(Saved entries)

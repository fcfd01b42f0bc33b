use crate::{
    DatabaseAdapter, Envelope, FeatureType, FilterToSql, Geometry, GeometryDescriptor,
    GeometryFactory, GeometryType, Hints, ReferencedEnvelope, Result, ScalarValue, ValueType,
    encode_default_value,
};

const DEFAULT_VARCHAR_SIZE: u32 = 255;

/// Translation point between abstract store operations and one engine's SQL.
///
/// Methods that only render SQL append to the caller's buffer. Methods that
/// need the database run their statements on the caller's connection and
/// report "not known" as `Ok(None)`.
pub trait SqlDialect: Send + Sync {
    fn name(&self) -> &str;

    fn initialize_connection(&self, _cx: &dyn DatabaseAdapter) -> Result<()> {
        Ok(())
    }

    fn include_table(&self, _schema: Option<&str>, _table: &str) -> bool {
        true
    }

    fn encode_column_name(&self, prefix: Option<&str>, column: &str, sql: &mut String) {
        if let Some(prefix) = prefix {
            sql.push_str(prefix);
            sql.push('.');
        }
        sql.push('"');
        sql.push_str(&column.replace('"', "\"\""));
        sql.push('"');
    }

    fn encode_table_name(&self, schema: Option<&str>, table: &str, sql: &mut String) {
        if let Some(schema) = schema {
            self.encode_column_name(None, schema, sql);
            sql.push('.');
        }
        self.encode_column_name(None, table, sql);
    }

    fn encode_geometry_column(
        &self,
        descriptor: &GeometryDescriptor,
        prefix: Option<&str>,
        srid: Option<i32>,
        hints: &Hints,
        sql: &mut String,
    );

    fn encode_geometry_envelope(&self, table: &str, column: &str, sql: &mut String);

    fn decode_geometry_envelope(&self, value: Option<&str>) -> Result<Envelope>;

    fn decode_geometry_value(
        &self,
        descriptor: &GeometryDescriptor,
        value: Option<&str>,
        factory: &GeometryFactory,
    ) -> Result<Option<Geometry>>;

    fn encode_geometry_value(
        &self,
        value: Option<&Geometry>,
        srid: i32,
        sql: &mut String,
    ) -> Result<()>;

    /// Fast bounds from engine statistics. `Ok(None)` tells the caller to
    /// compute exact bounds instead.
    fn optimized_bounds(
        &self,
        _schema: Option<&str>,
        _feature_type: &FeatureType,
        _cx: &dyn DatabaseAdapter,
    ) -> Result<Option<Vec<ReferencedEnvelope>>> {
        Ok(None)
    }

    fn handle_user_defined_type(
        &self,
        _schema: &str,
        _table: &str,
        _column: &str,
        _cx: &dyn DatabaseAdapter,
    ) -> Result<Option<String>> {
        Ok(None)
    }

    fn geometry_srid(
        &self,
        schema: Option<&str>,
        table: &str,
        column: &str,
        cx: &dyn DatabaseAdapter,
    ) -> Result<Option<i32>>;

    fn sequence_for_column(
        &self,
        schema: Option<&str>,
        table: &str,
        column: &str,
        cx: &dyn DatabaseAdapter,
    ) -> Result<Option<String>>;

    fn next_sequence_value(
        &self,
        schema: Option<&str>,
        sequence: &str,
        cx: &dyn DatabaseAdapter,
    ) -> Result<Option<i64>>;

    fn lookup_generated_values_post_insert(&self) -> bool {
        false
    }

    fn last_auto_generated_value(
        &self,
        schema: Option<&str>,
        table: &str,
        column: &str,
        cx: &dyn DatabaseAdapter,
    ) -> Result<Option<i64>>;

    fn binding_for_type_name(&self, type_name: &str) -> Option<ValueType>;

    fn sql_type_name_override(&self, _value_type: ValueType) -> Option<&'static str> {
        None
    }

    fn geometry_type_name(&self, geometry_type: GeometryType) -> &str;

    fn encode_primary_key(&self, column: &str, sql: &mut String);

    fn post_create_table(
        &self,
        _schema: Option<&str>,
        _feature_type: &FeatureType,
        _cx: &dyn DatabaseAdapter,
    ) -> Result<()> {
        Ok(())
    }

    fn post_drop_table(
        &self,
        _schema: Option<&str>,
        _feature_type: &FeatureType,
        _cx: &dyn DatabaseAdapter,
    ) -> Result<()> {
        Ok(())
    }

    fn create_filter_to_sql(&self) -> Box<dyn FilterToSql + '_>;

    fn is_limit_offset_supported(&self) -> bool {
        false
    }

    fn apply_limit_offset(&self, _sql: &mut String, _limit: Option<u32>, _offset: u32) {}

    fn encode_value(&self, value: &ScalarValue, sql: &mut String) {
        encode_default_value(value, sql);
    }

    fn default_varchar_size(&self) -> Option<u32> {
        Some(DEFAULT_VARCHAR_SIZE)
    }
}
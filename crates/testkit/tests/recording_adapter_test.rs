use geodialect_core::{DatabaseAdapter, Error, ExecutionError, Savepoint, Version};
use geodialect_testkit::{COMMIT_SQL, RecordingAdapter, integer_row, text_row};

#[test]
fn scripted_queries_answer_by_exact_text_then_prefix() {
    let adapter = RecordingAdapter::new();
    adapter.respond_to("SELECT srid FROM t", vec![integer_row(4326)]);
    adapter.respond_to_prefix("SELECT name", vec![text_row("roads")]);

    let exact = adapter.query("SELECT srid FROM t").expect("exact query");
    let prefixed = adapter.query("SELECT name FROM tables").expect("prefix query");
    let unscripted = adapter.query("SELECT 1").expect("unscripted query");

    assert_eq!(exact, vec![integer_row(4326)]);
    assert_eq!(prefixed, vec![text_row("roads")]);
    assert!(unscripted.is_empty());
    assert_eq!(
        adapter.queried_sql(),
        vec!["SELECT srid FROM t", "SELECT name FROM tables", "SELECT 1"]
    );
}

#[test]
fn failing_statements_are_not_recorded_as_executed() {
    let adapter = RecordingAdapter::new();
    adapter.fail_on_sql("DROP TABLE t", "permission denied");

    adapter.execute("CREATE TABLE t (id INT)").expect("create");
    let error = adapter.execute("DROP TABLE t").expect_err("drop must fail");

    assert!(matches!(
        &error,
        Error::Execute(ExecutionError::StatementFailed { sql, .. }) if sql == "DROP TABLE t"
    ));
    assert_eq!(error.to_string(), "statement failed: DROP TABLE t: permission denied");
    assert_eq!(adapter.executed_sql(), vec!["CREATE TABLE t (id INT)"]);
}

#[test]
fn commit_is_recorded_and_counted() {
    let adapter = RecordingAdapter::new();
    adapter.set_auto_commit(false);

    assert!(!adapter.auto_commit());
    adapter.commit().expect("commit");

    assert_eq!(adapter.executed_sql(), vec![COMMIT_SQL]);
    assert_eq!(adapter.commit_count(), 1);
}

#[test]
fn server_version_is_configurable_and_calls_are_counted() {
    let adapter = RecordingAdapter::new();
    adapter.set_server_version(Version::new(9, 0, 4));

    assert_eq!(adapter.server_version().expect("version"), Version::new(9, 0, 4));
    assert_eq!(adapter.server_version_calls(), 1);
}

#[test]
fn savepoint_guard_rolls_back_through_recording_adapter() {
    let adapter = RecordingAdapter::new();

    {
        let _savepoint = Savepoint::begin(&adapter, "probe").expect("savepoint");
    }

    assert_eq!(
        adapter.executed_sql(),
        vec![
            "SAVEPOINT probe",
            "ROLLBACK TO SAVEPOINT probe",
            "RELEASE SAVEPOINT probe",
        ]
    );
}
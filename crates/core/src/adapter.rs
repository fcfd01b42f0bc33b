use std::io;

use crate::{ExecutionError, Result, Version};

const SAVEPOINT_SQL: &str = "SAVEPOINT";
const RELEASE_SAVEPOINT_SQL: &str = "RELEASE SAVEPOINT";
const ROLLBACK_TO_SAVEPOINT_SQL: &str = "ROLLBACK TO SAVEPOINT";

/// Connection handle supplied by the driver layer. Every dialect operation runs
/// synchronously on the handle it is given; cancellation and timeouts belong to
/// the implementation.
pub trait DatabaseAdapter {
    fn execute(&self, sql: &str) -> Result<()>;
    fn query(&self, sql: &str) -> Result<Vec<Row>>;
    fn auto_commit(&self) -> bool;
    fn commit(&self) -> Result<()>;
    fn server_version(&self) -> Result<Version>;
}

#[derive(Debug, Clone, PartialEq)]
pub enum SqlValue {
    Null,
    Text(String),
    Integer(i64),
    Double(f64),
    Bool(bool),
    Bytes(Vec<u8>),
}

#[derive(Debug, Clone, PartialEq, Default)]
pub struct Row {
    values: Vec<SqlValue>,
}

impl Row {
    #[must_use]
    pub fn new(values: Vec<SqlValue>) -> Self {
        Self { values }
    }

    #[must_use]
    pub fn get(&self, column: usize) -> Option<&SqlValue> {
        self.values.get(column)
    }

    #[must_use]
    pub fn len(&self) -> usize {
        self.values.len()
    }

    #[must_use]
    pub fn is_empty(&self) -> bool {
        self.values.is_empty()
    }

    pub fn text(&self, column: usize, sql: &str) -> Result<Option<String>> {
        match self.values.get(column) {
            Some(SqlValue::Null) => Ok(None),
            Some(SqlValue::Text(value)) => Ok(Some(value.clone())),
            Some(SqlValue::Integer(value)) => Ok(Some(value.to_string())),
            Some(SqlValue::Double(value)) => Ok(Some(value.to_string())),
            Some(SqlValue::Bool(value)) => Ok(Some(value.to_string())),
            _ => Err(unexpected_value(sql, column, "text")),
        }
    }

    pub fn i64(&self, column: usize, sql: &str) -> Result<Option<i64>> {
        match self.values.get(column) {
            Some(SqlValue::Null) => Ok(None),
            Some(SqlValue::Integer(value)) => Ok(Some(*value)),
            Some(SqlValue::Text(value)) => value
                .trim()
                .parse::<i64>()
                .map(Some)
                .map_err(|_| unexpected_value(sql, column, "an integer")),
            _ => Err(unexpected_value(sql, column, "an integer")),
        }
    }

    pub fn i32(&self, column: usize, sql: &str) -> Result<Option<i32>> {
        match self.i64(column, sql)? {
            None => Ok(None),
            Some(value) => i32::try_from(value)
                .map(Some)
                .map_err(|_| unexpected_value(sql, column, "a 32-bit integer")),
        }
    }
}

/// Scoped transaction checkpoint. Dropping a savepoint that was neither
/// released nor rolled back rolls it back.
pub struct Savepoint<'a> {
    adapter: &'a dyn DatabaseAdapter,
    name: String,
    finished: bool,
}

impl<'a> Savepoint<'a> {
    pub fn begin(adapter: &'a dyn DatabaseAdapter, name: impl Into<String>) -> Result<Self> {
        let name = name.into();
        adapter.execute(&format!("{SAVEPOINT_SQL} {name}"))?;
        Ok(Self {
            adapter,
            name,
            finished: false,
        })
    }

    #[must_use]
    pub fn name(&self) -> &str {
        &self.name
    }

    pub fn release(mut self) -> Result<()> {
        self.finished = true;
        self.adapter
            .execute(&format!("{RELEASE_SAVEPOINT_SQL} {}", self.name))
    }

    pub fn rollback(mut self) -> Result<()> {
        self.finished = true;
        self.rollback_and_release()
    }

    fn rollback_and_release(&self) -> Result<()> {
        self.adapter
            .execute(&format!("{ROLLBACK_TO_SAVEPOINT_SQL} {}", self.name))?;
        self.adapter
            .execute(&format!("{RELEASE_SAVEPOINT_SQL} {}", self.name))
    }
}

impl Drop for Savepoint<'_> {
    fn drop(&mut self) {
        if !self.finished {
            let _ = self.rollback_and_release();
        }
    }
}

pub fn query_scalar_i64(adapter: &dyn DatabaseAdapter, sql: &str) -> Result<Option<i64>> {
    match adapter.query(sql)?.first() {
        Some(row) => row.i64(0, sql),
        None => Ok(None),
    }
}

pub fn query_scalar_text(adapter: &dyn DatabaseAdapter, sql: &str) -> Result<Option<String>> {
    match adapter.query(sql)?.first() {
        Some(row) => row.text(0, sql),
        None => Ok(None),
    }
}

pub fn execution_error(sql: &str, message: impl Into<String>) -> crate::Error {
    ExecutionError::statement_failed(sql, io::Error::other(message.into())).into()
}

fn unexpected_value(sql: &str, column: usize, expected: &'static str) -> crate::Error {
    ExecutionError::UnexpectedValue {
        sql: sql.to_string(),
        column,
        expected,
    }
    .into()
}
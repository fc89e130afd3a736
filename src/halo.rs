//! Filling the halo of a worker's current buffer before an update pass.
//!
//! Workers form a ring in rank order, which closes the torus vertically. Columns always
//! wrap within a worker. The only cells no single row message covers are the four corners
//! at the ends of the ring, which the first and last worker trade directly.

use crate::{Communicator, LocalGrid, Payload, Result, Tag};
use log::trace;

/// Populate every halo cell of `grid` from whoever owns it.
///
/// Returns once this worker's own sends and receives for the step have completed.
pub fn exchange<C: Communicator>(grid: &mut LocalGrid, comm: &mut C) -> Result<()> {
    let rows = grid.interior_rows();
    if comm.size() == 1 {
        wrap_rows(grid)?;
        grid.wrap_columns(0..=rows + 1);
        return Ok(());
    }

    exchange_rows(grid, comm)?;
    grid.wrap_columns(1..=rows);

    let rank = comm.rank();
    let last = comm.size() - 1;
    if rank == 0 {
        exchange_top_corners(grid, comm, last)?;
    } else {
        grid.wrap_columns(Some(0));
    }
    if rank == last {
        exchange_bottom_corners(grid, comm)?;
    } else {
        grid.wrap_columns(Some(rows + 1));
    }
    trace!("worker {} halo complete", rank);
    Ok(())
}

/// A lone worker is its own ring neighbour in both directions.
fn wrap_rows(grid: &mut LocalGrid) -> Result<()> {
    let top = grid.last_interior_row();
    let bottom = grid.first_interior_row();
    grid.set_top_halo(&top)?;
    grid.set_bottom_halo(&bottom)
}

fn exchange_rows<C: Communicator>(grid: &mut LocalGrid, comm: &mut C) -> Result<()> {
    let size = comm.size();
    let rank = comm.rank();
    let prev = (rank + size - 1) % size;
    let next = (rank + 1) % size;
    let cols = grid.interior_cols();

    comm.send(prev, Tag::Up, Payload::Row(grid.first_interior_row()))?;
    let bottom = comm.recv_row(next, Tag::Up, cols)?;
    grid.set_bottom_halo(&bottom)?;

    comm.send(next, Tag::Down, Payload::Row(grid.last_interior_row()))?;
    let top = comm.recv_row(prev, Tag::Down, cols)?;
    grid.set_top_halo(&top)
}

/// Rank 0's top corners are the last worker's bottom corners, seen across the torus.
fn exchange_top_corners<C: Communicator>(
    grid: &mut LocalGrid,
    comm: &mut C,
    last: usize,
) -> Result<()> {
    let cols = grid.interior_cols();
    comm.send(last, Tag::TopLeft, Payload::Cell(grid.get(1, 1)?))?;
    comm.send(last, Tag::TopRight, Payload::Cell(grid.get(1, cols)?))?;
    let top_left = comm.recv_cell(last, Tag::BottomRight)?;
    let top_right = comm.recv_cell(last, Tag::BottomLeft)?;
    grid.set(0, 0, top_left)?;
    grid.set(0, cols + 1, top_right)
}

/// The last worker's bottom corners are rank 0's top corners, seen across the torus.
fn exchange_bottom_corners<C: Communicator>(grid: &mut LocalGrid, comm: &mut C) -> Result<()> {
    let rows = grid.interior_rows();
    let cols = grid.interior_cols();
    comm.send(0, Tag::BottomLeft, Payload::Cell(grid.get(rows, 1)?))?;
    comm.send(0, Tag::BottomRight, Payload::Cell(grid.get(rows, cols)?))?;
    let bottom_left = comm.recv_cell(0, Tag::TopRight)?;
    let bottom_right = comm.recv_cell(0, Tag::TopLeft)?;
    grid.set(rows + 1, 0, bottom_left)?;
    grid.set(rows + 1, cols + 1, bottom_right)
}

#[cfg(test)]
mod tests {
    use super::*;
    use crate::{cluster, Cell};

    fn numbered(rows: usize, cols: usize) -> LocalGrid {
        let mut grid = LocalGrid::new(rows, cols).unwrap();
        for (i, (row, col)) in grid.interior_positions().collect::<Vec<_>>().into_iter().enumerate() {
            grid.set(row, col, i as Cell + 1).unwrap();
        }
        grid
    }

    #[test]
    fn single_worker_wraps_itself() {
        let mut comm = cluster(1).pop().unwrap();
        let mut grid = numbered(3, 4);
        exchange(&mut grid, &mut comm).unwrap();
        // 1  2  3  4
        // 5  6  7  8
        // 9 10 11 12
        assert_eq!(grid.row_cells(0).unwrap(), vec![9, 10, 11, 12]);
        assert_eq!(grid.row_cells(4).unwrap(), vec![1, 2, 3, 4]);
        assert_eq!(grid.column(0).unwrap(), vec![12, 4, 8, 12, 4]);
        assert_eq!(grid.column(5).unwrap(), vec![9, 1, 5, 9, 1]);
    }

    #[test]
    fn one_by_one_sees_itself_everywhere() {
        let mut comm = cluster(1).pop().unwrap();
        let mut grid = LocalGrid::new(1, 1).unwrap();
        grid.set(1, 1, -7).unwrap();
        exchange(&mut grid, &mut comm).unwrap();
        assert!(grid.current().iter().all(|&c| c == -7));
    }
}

## ASSIGNMENT
Please state how many lines of the entries above include the string "PartialEq", giving the number and nothing more.

## PROBLEM SOLUTION
2